Specifically, after the activated carbon adsorption in the first adsorption bed 240 and the second adsorption bed 340 reaches saturation, desorption by hot gas flow is required, and the temperature of the desorption gas flow is relatively high. In certain periods of time, the local temperature rises too fast due to the uneven distribution of the gas flow. Activated carbon may cause spontaneous combustion, which requires flame retardancy and cooling. The first adsorption bed 240 and the second adsorption bed 340 are respectively provided with a first temperature sensor 730 and a second temperature sensor 740, when the detection value of the first temperature sensor 730 or the second temperature sensor 740 is greater than a preset value, the first The temperature sensor 730 or the second temperature sensor 740 outputs the first signal or the second signal to the controller 720, and the controller 720 controls a plurality of first nozzles 250 or a plurality of second nozzles 350 to spray dry ice, automatically for the first adsorption bed 240 or The temperature of the second adsorption bed 340 is rapidly lowered to avoid spontaneous combustion damage of the first adsorption bed 240 and the second adsorption bed 340 .

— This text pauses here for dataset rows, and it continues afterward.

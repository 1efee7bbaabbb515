// SPDX-License-Identifier: MIT
// Copyright (c) 2025 ReifyDB

use core::ffi::{c_char, c_void};
use std::fmt::{self, Debug, Formatter};

use super::CObjectType;
use crate::error::Result;

/// Dart port identifier (maps to `Dart_Port`)
pub type Port = i64;

/// Finalizer the VM invokes when it drops a native resource (maps to `Dart_HandleFinalizer`)
pub type HandleFinalizer = Option<unsafe extern "C" fn(isolate_callback_data: *mut c_void, peer: *mut c_void)>;

/// FFI-safe Dart object slot (maps to `Dart_CObject`)
///
/// A C `int` type tag followed by a union payload, laid out exactly like the VM's
/// struct so a `*mut CObject` can be handed to `Dart_PostCObject` directly.
///
/// The tag is kept raw and the payload is private. Slots are only written through
/// the constructors and setters in [`crate::marshal`], each of which replaces the
/// whole slot, so the tag always describes the payload that was written.
#[repr(C)]
#[derive(Clone, Copy)]
pub struct CObject {
	pub(crate) tag: i32,
	pub(crate) value: CObjectValue,
}

#[repr(C)]
#[derive(Clone, Copy)]
pub(crate) union CObjectValue {
	/// C `bool`, kept as a byte so a foreign write of any value is readable
	pub(crate) as_bool: u8,
	pub(crate) as_int32: i32,
	pub(crate) as_int64: i64,
	pub(crate) as_double: f64,
	pub(crate) as_string: *const c_char,
	pub(crate) as_send_port: SendPortFFI,
	pub(crate) as_capability: CapabilityFFI,
	pub(crate) as_array: ArrayFFI,
	pub(crate) as_typed_data: TypedDataFFI,
	pub(crate) as_external_typed_data: ExternalTypedDataFFI,
	pub(crate) as_native_pointer: NativePointerFFI,
}

#[repr(C)]
#[derive(Debug, Clone, Copy)]
pub(crate) struct SendPortFFI {
	pub(crate) id: Port,
	pub(crate) origin_id: Port,
}

#[repr(C)]
#[derive(Debug, Clone, Copy)]
pub(crate) struct CapabilityFFI {
	pub(crate) id: i64,
}

#[repr(C)]
#[derive(Debug, Clone, Copy)]
pub(crate) struct ArrayFFI {
	/// Number of elements
	pub(crate) length: isize,
	/// Pointer to `length` element slots, null when empty
	pub(crate) values: *mut *mut CObject,
}

#[repr(C)]
#[derive(Debug, Clone, Copy)]
pub(crate) struct TypedDataFFI {
	/// Raw `Dart_TypedData_Type`
	pub(crate) ty: i32,
	/// Number of elements (bytes for `Uint8`)
	pub(crate) length: isize,
	pub(crate) values: *const u8,
}

#[repr(C)]
#[derive(Debug, Clone, Copy)]
pub(crate) struct ExternalTypedDataFFI {
	/// Raw `Dart_TypedData_Type`
	pub(crate) ty: i32,
	/// Number of elements
	pub(crate) length: isize,
	pub(crate) data: *mut u8,
	pub(crate) peer: *mut c_void,
	pub(crate) callback: HandleFinalizer,
}

#[repr(C)]
#[derive(Debug, Clone, Copy)]
pub(crate) struct NativePointerFFI {
	/// Address as `intptr_t`
	pub(crate) ptr: isize,
	/// Size hint reported to the VM for external allocation accounting
	pub(crate) size: isize,
	pub(crate) callback: HandleFinalizer,
}

impl CObject {
	pub(crate) const fn from_parts(ty: CObjectType, value: CObjectValue) -> Self {
		Self {
			tag: ty.raw(),
			value,
		}
	}

	/// The raw `Dart_CObject_Type` tag as written
	pub const fn raw_type(&self) -> i32 {
		self.tag
	}

	/// Decode the type tag
	pub const fn object_type(&self) -> Result<CObjectType> {
		CObjectType::from_raw(self.tag)
	}

	/// Check if the slot holds the given variant
	pub const fn is(&self, ty: CObjectType) -> bool {
		self.tag == ty.raw()
	}

	/// Get the finalizer a native pointer or external typed data slot carries
	pub fn finalizer(&self) -> Option<HandleFinalizer> {
		match self.object_type() {
			// SAFETY: the tag selects the union field
			Ok(CObjectType::NativePointer) => Some(unsafe { self.value.as_native_pointer.callback }),
			Ok(CObjectType::ExternalTypedData | CObjectType::UnmodifiableExternalTypedData) => {
				Some(unsafe { self.value.as_external_typed_data.callback })
			}
			_ => None,
		}
	}
}

impl Default for CObject {
	fn default() -> Self {
		Self::null()
	}
}

impl Debug for CObject {
	fn fmt(&self, f: &mut Formatter<'_>) -> fmt::Result {
		match self.view() {
			Ok(view) => f.debug_tuple("CObject").field(&view).finish(),
			Err(err) => f.debug_struct("CObject").field("tag", &self.tag).field("error", &err).finish(),
		}
	}
}

/// Finalizer attached to slots whose pointee the VM must never free
pub(crate) unsafe extern "C" fn noop_finalizer(_isolate_callback_data: *mut c_void, _peer: *mut c_void) {}
// SPDX-License-Identifier: MIT
// Copyright (c) 2025 ReifyDB

//! `extern "C"` entry points

mod edition;
mod logging;
mod object;

pub use edition::*;
pub use logging::*;
pub use object::*;
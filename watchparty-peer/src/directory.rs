use crate::error::SessionError;
use tracing::debug;
use url::Url;
use watchparty_core::{CreateRoomRequest, RoomResponse, RoomToken};

/// HTTP client for the relay's room directory.
#[derive(Debug, Clone)]
pub struct DirectoryClient {
    http: reqwest::Client,
    base: Url,
}

impl DirectoryClient {
    /// `base` is the relay's HTTP origin, e.g. `http://127.0.0.1:3000`.
    pub fn new(base: &str) -> Result<Self, SessionError> {
        Ok(Self {
            http: reqwest::Client::new(),
            base: Url::parse(base)?,
        })
    }

    /// Derives the directory origin from a `ws://` / `wss://` relay URL.
    pub fn for_relay(relay_url: &str) -> Result<Self, SessionError> {
        let mut base = Url::parse(relay_url)?;
        let scheme = match base.scheme() {
            "ws" | "http" => "http",
            "wss" | "https" => "https",
            other => return Err(SessionError::UnsupportedScheme(other.to_owned())),
        };
        base.set_scheme(scheme)
            .map_err(|()| SessionError::UnsupportedScheme(scheme.to_owned()))?;

        Ok(Self {
            http: reqwest::Client::new(),
            base,
        })
    }

    pub fn base(&self) -> &Url {
        &self.base
    }

    /// Reserves `room`, advertising `content_url` to the guests that join it.
    pub async fn create_room(
        &self,
        room: &RoomToken,
        content_url: Option<&str>,
    ) -> Result<(), SessionError> {
        let url = self.base.join("rooms")?;
        let response: RoomResponse = self
            .http
            .post(url)
            .json(&CreateRoomRequest {
                room_token: room.clone(),
                content_url: content_url.map(str::to_owned),
            })
            .send()
            .await?
            .json()
            .await?;
        debug!("create_room {} -> {:?}", room, response);
        into_result(response).map(|_| ())
    }

    /// Checks that `room` is open and returns the host's content url, if any.
    pub async fn join_room(&self, room: &RoomToken) -> Result<Option<String>, SessionError> {
        let mut url = self.base.join("rooms")?;
        url.path_segments_mut()
            .map_err(|_| url::ParseError::RelativeUrlWithCannotBeABaseBase)?
            .push(room.as_str())
            .push("join");
        let response: RoomResponse = self.http.post(url).send().await?.json().await?;
        debug!("join_room {} -> {:?}", room, response);
        into_result(response)
    }
}

fn into_result(response: RoomResponse) -> Result<Option<String>, SessionError> {
    if response.success {
        Ok(response.content_url)
    } else {
        Err(SessionError::Directory(
            response.error.unwrap_or_else(|| "Unknown error".to_owned()),
        ))
    }
}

As shown in Figure 2, the first adsorption inlet pipe 110 and the second adsorption inlet pipe 120 are respectively the first adsorption valve 111 and the second adsorption valve 121, and the first adsorption outlet pipe 210 and the second adsorption outlet pipe 310 are respectively A third adsorption valve 211 and a fourth adsorption valve 311 are provided; the first desorption inlet pipe 220 and the second desorption inlet pipe 320 are respectively provided with a first desorption valve 221 and a second desorption valve 321, the first The desorption outlet pipe 230 and the second desorption outlet pipe 330 are respectively provided with a third desorption valve 231 and a fourth desorption valve 331 . During specific work, the first treatment tower 200 and the second treatment tower 300 alternately perform adsorption and desorption, which can improve the continuity of exhaust gas evolution. When the first treatment tower 200 is adsorbed and the second treatment tower 300 is desorbed, the first adsorption valve 111 and the third adsorption valve 211 are opened, the second adsorption valve 121 and the fourth adsorption valve 311 are closed, and the first desorption valve 221 and the second adsorption valve 221 are closed. The third desorption valve 231 is closed, and the second desorption valve 321 and the fourth desorption valve 331 are opened. Each valve is automatically controlled by PLC, with a high degree of automation.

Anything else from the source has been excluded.